Parkinson's disease is a progressive disorder of the nervous system that affects movement. Normally, it's been known to develop in people ages 65 and above but there are rare cases when younger people begin to experience the disease. Shaun Slicker was among them. He was only twenty years old when he first showed symptoms of Parkinson's.
‘It started with a tremor in my left foot. I used to play rugby and thought it was a trapped nerve and I was finding it hard to walk,’ Shaun told Manchester Evening News.
It turns out that his family has a history of cases of Parkinson's disease as his sister was diagnosed with it at age 29 in 2011—two years after he was diagnosed. By then, he knew what to expect.

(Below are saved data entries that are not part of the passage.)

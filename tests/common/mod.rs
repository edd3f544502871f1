#![allow(dead_code)]

use gridcaster::core::{TILE_SIZE, TileGrid, World};
use gridcaster::core::player::{CameraPose, PlayerState, PlayerTuning};
use std::cell::Cell;
use std::rc::Rc;

use gridcaster::render::mesh::{MeshFrame, ShaderParams, ShaderPipeline};
use gridcaster::render::{Canvas, RenderBackend};
use raylib::prelude::{Color, Shader, Vector2};

#[derive(Clone, Debug, PartialEq)]
pub enum DrawOp {
    FillRect { x: i32, y: i32, w: i32, h: i32, color: Color },
    RectLines { x: i32, y: i32, w: i32, h: i32, color: Color },
    Line { x0: i32, y0: i32, x1: i32, y1: i32, color: Color },
    Circle { cx: i32, cy: i32, radius: f32, color: Color },
    MeshFrame { blocks: usize, params: ShaderParams },
}

/// Backend that records draw calls instead of issuing them.
#[derive(Default)]
pub struct RecordingBackend {
    pub ops: Vec<DrawOp>,
}

impl RecordingBackend {
    pub fn lines(&self) -> impl Iterator<Item = &DrawOp> {
        self.ops.iter().filter(|op| matches!(op, DrawOp::Line { .. }))
    }

    pub fn circles(&self) -> impl Iterator<Item = &DrawOp> {
        self.ops.iter().filter(|op| matches!(op, DrawOp::Circle { .. }))
    }
}

impl Canvas for RecordingBackend {
    fn fill_rect(&mut self, x: i32, y: i32, w: i32, h: i32, color: Color) {
        self.ops.push(DrawOp::FillRect { x, y, w, h, color });
    }

    fn rect_lines(&mut self, x: i32, y: i32, w: i32, h: i32, color: Color) {
        self.ops.push(DrawOp::RectLines { x, y, w, h, color });
    }

    fn line(&mut self, x0: i32, y0: i32, x1: i32, y1: i32, color: Color) {
        self.ops.push(DrawOp::Line { x0, y0, x1, y1, color });
    }

    fn circle(&mut self, cx: i32, cy: i32, radius: f32, color: Color) {
        self.ops.push(DrawOp::Circle { cx, cy, radius, color });
    }
}

impl RenderBackend for RecordingBackend {
    fn draw_mesh_frame(&mut self, frame: &MeshFrame<'_>, _pipeline: &mut dyn ShaderPipeline) {
        self.ops.push(DrawOp::MeshFrame {
            blocks: frame.blocks.len(),
            params: frame.params,
        });
    }
}

/// Pipeline with no GPU shader that counts uniform pushes.
#[derive(Clone, Default)]
pub struct CountingPipeline {
    pub pushes: Rc<Cell<u32>>,
}

impl ShaderPipeline for CountingPipeline {
    fn push_uniforms(&mut self, _frame: &MeshFrame<'_>) {
        self.pushes.set(self.pushes.get() + 1);
    }

    fn shader_mut(&mut self) -> Option<&mut Shader> {
        None
    }
}

/// Pose at tile coordinates `(x, y)` looking along `dir` with a 0.66 plane.
pub fn pose_at(x: f32, y: f32, dir: (f32, f32)) -> CameraPose {
    CameraPose {
        position: Vector2::new(x * TILE_SIZE, y * TILE_SIZE),
        direction: Vector2::new(dir.0, dir.1),
        plane: Vector2::new(-dir.1 * 0.66, dir.0 * 0.66),
    }
}

pub fn player_at(x: f32, y: f32) -> PlayerState {
    PlayerState::new(Vector2::new(x * TILE_SIZE, y * TILE_SIZE), PlayerTuning::default())
}

pub fn world_with_player(grid: TileGrid, x: f32, y: f32) -> World {
    let mut world = World::new(grid, PlayerTuning::default());
    world.player = player_at(x, y);
    world
}
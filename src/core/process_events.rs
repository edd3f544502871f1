//! Keyboard/mouse polling turned into per-frame movement intents.
use raylib::prelude::*;

/// What the player asked for this frame, independent of the input device.
///
/// `forward`, `strafe` and `turn` are in `[-1, 1]`; `look_delta` is already in
/// radians.
#[derive(Copy, Clone, Debug, Default, PartialEq)]
pub struct InputIntents {
    pub forward: f32,
    pub strafe: f32,
    pub turn: f32,
    pub look_delta: f32,
    pub sprint: bool,
    pub interact: bool,
}

#[inline]
fn axis(window: &RaylibHandle, neg: KeyboardKey, pos: KeyboardKey) -> f32 {
    let mut v = 0.0;
    if window.is_key_down(pos) {
        v += 1.0;
    }
    if window.is_key_down(neg) {
        v -= 1.0;
    }
    v
}

/// WASD + arrows + mouse look (only while the cursor is captured) + Shift
/// sprint + Space interaction.
pub fn process_events(window: &RaylibHandle, mouse_sensitivity: f32) -> InputIntents {
    let look_delta = if window.is_cursor_hidden() && window.is_window_focused() {
        window.get_mouse_delta().x * mouse_sensitivity
    } else {
        0.0
    };
    InputIntents {
        forward: axis(window, KeyboardKey::KEY_S, KeyboardKey::KEY_W),
        strafe: axis(window, KeyboardKey::KEY_A, KeyboardKey::KEY_D),
        turn: axis(window, KeyboardKey::KEY_LEFT, KeyboardKey::KEY_RIGHT),
        look_delta,
        sprint: window.is_key_down(KeyboardKey::KEY_LEFT_SHIFT)
            || window.is_key_down(KeyboardKey::KEY_RIGHT_SHIFT),
        interact: window.is_key_pressed(KeyboardKey::KEY_SPACE),
    }
}
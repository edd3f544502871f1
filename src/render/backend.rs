//! Draw-call seam between the projectors and raylib.
use raylib::prelude::*;

use crate::render::mesh::{MeshFrame, ShaderPipeline};

/// Current drawable size in pixels, read from the window every frame.
#[derive(Copy, Clone, Debug, PartialEq, Eq)]
pub struct Viewport {
    pub width: i32,
    pub height: i32,
}

impl Viewport {
    pub fn new(width: i32, height: i32) -> Self {
        Self { width, height }
    }

    pub fn aspect(&self) -> f32 {
        if self.height <= 0 { 1.0 } else { self.width as f32 / self.height as f32 }
    }
}

/// 2D primitives used by the column renderer and the minimap.
pub trait Canvas {
    fn fill_rect(&mut self, x: i32, y: i32, w: i32, h: i32, color: Color);
    fn rect_lines(&mut self, x: i32, y: i32, w: i32, h: i32, color: Color);
    fn line(&mut self, x0: i32, y0: i32, x1: i32, y1: i32, color: Color);
    fn circle(&mut self, cx: i32, cy: i32, radius: f32, color: Color);
}

/// A canvas that can also run a 3D pass.
pub trait RenderBackend: Canvas {
    fn draw_mesh_frame(&mut self, frame: &MeshFrame<'_>, pipeline: &mut dyn ShaderPipeline);
}

/// Backend over a live raylib draw handle.
pub struct RaylibBackend<'a, 'b> {
    d: &'a mut RaylibDrawHandle<'b>,
}

impl<'a, 'b> RaylibBackend<'a, 'b> {
    pub fn new(d: &'a mut RaylibDrawHandle<'b>) -> Self {
        Self { d }
    }
}

impl Canvas for RaylibBackend<'_, '_> {
    fn fill_rect(&mut self, x: i32, y: i32, w: i32, h: i32, color: Color) {
        self.d.draw_rectangle(x, y, w, h, color);
    }

    fn rect_lines(&mut self, x: i32, y: i32, w: i32, h: i32, color: Color) {
        self.d.draw_rectangle_lines(x, y, w, h, color);
    }

    fn line(&mut self, x0: i32, y0: i32, x1: i32, y1: i32, color: Color) {
        self.d.draw_line(x0, y0, x1, y1, color);
    }

    fn circle(&mut self, cx: i32, cy: i32, radius: f32, color: Color) {
        self.d.draw_circle(cx, cy, radius, color);
    }
}

fn draw_frame_geometry<D: RaylibDraw3D>(d: &mut D, frame: &MeshFrame<'_>) {
    d.draw_plane(frame.floor.center, frame.floor.size, frame.floor.color);
    d.draw_cube(
        frame.ceiling.center,
        frame.ceiling.size.x,
        frame.ceiling_thickness,
        frame.ceiling.size.y,
        frame.ceiling.color,
    );
    for block in frame.blocks {
        d.draw_cube(block.center, 1.0, 1.0, 1.0, block.color);
    }
}

impl RenderBackend for RaylibBackend<'_, '_> {
    fn draw_mesh_frame(&mut self, frame: &MeshFrame<'_>, pipeline: &mut dyn ShaderPipeline) {
        let cam = &frame.camera;
        let camera = Camera3D::perspective(cam.eye, cam.target, cam.up, cam.fovy);
        let mut m = self.d.begin_mode3D(camera);
        match pipeline.shader_mut() {
            Some(shader) => {
                let mut s = m.begin_shader_mode(shader);
                draw_frame_geometry(&mut s, frame);
            }
            None => draw_frame_geometry(&mut m, frame),
        }
    }
}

‘At first, it was a relief because it could have been something much worse. It wasn’t a death sentence for me and I knew it was something I could live with,’ he said. But Shaun began questioning himself when he started attending Parkinson's meetings but soon found another outlet that changed him for the better as much as the disease is changing him.
‘Shaun Slicker has used tattoos as a distraction and boost towards fighting the Parkinson’s Disease he has suffered from since his early 20s,’ photographer Jude Gidney wrote in a blog entry.
Jude Gidney took photographs of Shaun in several photo shoots that would soon be featured in tattoo magazines and news stories about Shaun and his affliction. Jude witnessed the change in Shaun through the years he spent working and interacting with him.
‘The first time I met him his mobility was reduced and it was hard to see a gentleman who had obviously been very active, being part of a rugby team and with young children, needing a stick to walk with,’ Jude said.
‘Shaun wanting to come to the studio again, I saw a very different figure,’ the photographer observed. ‘Apparently this is due to a tweaking of his medication and working out in the gym, but I’m sure his positive attitude has played a big part.’
Shaun's body is now 75% covered in tattoos, some of which have something to do with his positive attitude towards Parkinson's. ‘I wasn’t on medication for 18 months and couldn’t walk. The tattoos cheered me up and got me out of that depression. Most of my body is covered now and they gave me peace of mind,’ the 30-year-old said.
The father of three is now continuing to raise awareness of Parkinson's disease through his story and his tattoos.